• Provided data:
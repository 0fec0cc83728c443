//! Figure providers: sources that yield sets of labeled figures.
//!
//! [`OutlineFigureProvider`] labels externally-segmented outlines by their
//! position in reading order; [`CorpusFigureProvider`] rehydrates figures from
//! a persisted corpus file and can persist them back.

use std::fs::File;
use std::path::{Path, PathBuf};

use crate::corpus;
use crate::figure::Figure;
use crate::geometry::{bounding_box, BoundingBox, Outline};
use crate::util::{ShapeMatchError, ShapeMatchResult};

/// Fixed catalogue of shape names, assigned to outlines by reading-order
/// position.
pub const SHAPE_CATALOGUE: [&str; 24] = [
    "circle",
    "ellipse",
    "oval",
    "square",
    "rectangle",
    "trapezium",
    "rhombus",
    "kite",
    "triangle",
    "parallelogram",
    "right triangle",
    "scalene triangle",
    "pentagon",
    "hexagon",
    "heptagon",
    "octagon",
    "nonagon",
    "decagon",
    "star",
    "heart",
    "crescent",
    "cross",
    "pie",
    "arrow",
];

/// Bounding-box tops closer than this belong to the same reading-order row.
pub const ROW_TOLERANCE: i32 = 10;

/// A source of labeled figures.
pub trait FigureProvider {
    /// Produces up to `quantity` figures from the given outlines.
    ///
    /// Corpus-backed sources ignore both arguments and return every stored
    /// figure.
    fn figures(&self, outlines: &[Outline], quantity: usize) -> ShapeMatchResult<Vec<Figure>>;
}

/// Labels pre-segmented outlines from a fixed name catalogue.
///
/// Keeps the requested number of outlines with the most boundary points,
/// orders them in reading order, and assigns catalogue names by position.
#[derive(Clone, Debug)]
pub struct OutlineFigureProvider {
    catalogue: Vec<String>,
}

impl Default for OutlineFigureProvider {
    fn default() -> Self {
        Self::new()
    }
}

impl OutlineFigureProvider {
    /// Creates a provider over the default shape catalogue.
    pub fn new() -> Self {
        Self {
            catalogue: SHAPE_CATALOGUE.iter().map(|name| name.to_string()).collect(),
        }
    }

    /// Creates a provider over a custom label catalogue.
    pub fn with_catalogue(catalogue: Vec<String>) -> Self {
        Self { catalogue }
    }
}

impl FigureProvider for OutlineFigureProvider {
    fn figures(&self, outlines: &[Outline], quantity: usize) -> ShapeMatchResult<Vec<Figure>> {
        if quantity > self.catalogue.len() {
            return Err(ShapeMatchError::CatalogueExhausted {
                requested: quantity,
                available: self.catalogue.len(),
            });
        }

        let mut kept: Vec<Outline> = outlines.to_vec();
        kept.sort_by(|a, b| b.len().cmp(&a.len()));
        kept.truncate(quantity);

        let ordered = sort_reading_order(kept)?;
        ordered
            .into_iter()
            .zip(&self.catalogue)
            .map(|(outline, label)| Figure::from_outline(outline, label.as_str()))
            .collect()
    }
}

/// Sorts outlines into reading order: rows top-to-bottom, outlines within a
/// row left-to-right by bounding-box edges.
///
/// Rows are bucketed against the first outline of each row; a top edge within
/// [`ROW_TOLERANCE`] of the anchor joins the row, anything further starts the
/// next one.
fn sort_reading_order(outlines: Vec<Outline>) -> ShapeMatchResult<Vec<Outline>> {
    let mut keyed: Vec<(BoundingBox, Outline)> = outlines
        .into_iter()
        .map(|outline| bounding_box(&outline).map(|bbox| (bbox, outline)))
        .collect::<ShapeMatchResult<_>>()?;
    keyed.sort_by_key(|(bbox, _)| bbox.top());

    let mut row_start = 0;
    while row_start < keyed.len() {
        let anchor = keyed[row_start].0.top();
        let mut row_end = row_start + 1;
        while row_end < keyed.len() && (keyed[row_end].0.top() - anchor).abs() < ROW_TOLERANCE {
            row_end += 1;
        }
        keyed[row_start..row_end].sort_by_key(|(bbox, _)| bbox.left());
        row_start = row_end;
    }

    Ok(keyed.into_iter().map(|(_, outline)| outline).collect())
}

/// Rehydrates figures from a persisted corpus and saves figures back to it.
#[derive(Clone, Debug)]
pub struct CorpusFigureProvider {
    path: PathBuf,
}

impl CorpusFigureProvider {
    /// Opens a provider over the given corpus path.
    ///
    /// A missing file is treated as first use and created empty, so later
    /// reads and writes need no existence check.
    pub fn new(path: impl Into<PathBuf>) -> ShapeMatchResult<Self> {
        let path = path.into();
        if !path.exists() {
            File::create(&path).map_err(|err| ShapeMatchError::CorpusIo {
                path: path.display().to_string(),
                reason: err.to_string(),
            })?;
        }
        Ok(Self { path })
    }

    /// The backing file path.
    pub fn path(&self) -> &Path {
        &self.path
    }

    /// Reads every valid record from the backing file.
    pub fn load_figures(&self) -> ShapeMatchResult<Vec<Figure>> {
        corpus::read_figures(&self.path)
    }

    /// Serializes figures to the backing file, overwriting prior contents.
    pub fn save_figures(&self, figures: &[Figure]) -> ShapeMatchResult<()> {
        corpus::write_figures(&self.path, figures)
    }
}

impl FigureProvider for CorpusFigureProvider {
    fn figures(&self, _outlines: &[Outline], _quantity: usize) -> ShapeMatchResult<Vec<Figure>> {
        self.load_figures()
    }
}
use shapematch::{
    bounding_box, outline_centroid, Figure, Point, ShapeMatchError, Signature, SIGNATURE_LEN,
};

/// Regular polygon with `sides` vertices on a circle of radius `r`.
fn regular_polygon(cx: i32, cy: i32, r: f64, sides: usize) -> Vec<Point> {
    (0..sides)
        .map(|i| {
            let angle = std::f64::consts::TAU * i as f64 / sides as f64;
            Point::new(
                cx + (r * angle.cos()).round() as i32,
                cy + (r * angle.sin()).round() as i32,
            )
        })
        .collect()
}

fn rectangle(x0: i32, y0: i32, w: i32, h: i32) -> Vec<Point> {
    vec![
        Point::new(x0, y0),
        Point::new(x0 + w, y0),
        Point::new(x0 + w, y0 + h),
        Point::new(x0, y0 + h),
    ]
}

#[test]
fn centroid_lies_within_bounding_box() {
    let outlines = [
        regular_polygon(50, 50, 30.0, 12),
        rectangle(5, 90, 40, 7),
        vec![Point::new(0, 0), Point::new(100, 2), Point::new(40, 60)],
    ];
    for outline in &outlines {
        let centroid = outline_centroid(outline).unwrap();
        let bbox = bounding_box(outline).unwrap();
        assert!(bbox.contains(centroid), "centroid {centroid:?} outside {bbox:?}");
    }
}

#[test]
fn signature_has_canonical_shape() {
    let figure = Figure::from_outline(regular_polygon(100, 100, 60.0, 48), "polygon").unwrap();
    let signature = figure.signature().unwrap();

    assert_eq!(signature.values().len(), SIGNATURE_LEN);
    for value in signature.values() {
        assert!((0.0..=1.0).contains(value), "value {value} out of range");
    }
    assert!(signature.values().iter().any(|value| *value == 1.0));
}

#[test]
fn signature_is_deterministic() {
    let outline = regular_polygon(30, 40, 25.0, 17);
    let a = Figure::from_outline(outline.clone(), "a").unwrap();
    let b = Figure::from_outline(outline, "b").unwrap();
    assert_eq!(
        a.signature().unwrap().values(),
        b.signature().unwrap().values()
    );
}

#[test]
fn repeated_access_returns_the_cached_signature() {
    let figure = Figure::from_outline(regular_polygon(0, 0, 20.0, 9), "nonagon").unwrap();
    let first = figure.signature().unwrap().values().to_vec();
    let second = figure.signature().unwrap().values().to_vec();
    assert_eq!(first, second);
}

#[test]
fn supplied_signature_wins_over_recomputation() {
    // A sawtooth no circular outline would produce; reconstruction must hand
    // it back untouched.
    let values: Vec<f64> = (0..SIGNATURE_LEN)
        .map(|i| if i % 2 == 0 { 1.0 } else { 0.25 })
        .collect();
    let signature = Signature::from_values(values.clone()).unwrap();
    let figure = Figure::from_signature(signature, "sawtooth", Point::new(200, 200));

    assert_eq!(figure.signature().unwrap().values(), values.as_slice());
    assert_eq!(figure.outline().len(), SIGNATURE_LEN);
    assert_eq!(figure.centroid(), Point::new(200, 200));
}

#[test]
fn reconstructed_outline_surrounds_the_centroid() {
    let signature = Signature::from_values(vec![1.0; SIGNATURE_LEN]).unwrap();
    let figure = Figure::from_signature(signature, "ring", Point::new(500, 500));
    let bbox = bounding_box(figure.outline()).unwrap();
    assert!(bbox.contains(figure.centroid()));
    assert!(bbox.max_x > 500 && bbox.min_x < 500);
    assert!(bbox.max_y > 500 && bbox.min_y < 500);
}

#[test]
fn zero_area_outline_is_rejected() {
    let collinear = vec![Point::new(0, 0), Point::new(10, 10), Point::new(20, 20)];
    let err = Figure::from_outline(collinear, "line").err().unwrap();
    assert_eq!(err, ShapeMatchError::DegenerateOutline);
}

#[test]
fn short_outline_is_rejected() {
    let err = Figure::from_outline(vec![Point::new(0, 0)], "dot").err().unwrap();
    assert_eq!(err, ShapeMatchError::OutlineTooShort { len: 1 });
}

* * *

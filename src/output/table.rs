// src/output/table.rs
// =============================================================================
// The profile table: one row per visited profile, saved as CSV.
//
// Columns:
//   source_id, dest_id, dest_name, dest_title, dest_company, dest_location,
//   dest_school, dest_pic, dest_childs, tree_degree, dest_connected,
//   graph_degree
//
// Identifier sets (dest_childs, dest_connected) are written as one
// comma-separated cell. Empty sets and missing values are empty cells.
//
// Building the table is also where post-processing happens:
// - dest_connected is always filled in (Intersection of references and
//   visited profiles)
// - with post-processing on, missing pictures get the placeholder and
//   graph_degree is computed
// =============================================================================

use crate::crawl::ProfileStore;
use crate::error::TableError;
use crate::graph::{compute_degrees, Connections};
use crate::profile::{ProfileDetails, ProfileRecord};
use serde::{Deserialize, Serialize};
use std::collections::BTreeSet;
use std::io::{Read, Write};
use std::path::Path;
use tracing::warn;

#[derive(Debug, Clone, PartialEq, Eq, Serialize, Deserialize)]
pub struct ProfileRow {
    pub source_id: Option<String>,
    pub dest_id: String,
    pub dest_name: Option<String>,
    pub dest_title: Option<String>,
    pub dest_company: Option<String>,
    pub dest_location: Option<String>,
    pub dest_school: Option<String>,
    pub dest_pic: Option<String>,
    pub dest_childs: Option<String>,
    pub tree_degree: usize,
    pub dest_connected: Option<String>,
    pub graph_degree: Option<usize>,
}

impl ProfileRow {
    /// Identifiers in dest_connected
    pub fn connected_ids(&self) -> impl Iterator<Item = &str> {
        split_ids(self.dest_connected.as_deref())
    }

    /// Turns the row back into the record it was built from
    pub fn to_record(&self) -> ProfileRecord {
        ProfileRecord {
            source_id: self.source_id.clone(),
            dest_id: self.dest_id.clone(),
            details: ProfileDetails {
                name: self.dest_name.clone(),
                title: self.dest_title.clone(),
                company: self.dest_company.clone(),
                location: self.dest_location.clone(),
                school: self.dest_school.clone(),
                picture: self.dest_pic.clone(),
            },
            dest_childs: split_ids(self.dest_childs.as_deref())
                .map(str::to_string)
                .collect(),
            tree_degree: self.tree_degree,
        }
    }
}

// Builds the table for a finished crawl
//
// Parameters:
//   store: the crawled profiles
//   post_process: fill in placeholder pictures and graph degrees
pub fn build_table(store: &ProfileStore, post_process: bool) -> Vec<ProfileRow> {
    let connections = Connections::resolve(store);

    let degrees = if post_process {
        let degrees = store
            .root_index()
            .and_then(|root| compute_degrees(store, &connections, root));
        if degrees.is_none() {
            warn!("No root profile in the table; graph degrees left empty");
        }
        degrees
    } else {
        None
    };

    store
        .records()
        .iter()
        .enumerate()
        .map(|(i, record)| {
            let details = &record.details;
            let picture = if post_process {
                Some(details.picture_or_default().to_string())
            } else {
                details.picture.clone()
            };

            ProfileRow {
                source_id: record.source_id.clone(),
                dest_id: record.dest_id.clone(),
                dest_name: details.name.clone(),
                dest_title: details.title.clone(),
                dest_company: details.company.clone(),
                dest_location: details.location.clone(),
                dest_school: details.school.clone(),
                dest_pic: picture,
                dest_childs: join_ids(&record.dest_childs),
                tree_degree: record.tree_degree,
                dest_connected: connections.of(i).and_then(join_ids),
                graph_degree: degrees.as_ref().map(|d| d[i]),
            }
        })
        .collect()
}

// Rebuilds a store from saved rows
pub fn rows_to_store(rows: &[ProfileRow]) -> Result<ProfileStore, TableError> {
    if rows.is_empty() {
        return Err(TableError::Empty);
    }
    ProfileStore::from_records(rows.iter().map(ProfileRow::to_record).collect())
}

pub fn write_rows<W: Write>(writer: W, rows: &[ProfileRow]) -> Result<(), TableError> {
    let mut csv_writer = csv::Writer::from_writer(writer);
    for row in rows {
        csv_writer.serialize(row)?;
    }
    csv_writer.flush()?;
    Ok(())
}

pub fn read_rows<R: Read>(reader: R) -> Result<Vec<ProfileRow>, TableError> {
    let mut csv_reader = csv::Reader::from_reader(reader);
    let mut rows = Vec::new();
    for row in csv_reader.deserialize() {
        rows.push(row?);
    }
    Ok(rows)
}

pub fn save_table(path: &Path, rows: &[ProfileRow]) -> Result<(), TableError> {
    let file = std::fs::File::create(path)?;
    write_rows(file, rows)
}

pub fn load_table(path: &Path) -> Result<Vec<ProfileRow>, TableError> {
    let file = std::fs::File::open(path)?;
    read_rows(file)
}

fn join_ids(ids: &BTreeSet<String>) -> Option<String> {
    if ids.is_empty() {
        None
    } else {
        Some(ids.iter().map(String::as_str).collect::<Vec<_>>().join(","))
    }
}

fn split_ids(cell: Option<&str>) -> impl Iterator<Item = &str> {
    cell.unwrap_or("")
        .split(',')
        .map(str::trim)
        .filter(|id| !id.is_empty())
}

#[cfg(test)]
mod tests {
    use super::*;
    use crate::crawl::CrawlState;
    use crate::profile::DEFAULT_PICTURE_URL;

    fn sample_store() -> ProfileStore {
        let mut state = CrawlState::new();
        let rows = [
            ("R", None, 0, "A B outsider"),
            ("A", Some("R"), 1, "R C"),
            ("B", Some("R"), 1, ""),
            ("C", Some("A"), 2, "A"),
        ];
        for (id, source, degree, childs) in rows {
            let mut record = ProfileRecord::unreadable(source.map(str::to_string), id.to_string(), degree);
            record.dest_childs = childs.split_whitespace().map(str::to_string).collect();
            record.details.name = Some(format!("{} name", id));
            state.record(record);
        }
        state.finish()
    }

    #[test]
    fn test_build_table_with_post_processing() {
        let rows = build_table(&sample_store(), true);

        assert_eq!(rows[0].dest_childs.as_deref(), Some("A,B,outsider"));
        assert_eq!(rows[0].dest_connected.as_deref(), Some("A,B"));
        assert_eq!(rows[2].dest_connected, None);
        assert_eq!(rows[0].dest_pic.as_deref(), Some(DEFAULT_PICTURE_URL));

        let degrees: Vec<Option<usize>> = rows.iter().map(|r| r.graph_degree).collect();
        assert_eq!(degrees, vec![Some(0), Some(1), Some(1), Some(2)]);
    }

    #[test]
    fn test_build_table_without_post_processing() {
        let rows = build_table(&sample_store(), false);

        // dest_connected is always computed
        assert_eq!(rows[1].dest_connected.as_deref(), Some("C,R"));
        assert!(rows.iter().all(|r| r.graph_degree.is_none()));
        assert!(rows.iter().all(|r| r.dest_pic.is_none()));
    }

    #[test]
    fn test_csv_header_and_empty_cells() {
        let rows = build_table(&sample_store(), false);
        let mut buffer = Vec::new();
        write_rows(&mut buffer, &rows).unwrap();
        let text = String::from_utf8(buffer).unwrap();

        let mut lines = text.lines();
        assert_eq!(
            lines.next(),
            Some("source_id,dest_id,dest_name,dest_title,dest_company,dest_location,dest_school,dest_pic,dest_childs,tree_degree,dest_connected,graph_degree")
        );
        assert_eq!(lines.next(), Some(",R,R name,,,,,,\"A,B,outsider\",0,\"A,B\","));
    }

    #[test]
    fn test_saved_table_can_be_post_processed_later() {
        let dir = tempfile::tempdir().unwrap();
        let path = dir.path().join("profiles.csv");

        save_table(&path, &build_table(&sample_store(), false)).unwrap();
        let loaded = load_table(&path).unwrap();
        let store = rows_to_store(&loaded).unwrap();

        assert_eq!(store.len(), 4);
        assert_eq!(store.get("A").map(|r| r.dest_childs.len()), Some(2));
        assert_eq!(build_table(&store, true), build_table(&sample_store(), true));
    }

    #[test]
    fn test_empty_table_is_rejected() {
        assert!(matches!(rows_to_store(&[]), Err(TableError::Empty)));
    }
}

• What is being asked: Look through the entries for the string "usize". Every line that has it belongs in the answer.

• Written solution:
    fn figures(&self, outlines: &[Outline], quantity: usize) -> ShapeMatchResult<Vec<Figure>>;
    fn figures(&self, outlines: &[Outline], quantity: usize) -> ShapeMatchResult<Vec<Figure>> {
    fn figures(&self, _outlines: &[Outline], _quantity: usize) -> ShapeMatchResult<Vec<Figure>> {
fn regular_polygon(cx: i32, cy: i32, r: f64, sides: usize) -> Vec<Point> {
    pub tree_degree: usize,
    pub graph_degree: Option<usize>,
        let degrees: Vec<Option<usize>> = rows.iter().map(|r| r.graph_degree).collect();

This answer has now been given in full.